No Pain No Gain

November 22, 2011 11:42:00 AM

As I have discussed in previous commentaries, I believe two of the most important variables to successful investing are market volatility and dollar cost averaging. Why? Because volatility creates the opportunity to take advantage of buying into companies we want to own at lower prices.

The unfortunate component here is that investors don't like volatility. History has shown that investors shy away from volatility and uncertainty when it comes to investing. They have a tendency to either sit on the sidelines, or as we have seen recently, put their money into cash, bonds and bond funds.

I believe this behavior is prevalent among investors because they do not have a clear understanding of how or where their equities are invested. They realize they are invested in the market, but do not understand where they are invested in the market, or why.

Such uncertainty can be uncomfortable for many investors, so instead of taking advantage of buying into a quality investment they wait until markets or the stock price has moved higher which in turn helps them feel like it is safer now to invest. Unfortunately, some investors even turn to choices they better understand -- including not investing at all!

If investors better understood the companies or industries in which they are invested, I believe they would be more apt to invest (or continue to invest) through dollar-cost averaging into such investments when they are on sale. Remember one of Peter Lynch's investment rules: Know what you own and why you own it. After all, when a business owner has a bad quarter or a bad year, do they sell their company? Of course not! They adjust and continue to invest (dollar cost average) into their business.

Remember, as Warren Buffett has said, look at market fluctuations as your friend rather than your enemy; profit from folly rather than participate in it.
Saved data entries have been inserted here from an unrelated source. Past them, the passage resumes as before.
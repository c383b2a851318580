use dioxus::prelude::*;

use super::{field_messages, finish_delete, finish_save, Editor, StoreError};
use crate::{
    app::{current_client, load_catalogue, ApiHandle},
    domain::{
        format::{billions_range, format_date},
        forms::ProjectDraft,
        AppState, Draft, FormSource, FormValues, Project,
    },
    ui::{
        components::{
            entity_form::EntityForm,
            entity_table::{EntityTable, TableRow},
            toast::ToastMessage,
        },
        theme,
    },
};

const COLUMNS: [&str; 5] = ["Code", "Name", "Developer", "Price (bn VND)", "Handover"];

fn row(project: &Project) -> TableRow {
    let price = match (project.min_selling_price, project.max_selling_price) {
        (Some(min), Some(max)) => billions_range(min, max),
        _ => "-".to_string(),
    };
    TableRow {
        id: project.id.clone(),
        cells: vec![
            project.code.clone(),
            project.name.clone(),
            project.developer_name.clone(),
            price,
            project.handover_date.as_deref().map(format_date).unwrap_or_default(),
        ],
    }
}

#[component]
pub fn AdminProjectsPage() -> Element {
    let mut state = use_context::<Signal<AppState>>();
    let toasts = use_context::<Signal<Vec<ToastMessage>>>();
    let api = use_context::<ApiHandle>();

    let mut editor = use_signal(|| Editor::Closed);
    let mut form_errors = use_signal(Vec::<String>::new);

    let (rows, loading, error) = state.with(|st| {
        (
            st.projects.items.iter().map(row).collect::<Vec<_>>(),
            st.projects.loading,
            st.projects.error.clone(),
        )
    });

    let initial: FormValues = match editor() {
        Editor::Editing(id) => state
            .with(|st| st.project(&id).map(Project::form_values))
            .unwrap_or_default(),
        _ => FormValues::new(),
    };

    let on_submit = move |values: FormValues| {
        let draft = match ProjectDraft::parse(&values) {
            Ok(draft) => draft,
            Err(errors) => {
                form_errors.set(field_messages(errors));
                return;
            }
        };
        let Some(client) = current_client(api, toasts) else {
            return;
        };
        form_errors.set(Vec::new());
        let target = editor();
        state.with_mut(|st| st.projects.begin());
        spawn(async move {
            let result = match &target {
                Editor::Editing(id) => client.update_project(id, &draft).await,
                _ => client.create_project(&draft).await,
            };
            finish_save(state, toasts, api, editor, result);
        });
    };

    let on_delete = move |id: String| {
        let Some(client) = current_client(api, toasts) else {
            return;
        };
        state.with_mut(|st| {
            st.projects.begin();
            st.selection.remove(&id);
        });
        spawn(async move {
            let result = client.delete_project(&id).await;
            finish_delete::<Project>(state, toasts, api, &id, result);
        });
    };

    rsx! {
        div { class: "page admin-page",
            div { class: "panel-header",
                h2 { class: theme::PANEL_TITLE, "Projects" }
                div { class: "dialog-actions",
                    button {
                        class: theme::BTN_SECONDARY,
                        onclick: move |_| {
                            spawn(async move {
                                load_catalogue(state, toasts, api, true).await;
                            });
                        },
                        "Refresh"
                    }
                    button {
                        class: theme::BTN_PRIMARY,
                        onclick: move |_| {
                            form_errors.set(Vec::new());
                            editor.set(Editor::Creating);
                        },
                        "New project"
                    }
                }
            }
            StoreError { message: error }
            EntityTable {
                columns: COLUMNS.to_vec(),
                rows,
                loading,
                on_edit: move |id: String| {
                    form_errors.set(Vec::new());
                    editor.set(Editor::Editing(id));
                },
                on_delete,
            }
            if editor().is_open() {
                EntityForm {
                    key: "{editor().key()}",
                    title: editor().title("project"),
                    fields: ProjectDraft::FIELDS,
                    initial,
                    errors: form_errors(),
                    busy: loading,
                    on_submit,
                    on_cancel: move |_| editor.set(Editor::Closed),
                }
            }
        }
    }
}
Interestingly, during the stock market correction in 2010 and the current correction here in 2011, investors continue to move money out of equity mutual funds and move their money into cash or into bonds/ bond mutual funds. Clearly, in both good times and bad times, the typical behavior of many investors is that of the herd mentality. Unfortunately, I believe this behavior is primarily driven by investors' lack of clarity in knowing what investments they own and why.

As corrections fade into the sunset, opportunities to invest in companies on sale become more difficult and therefore investors must be patient to wait for the companies they want to own to go on sale again, hopefully at lower prices!

The good news here, however, is that if you are an investor in companies, and not the stock market, there are always opportunities to be dollar-cost averaging into companies you want to own!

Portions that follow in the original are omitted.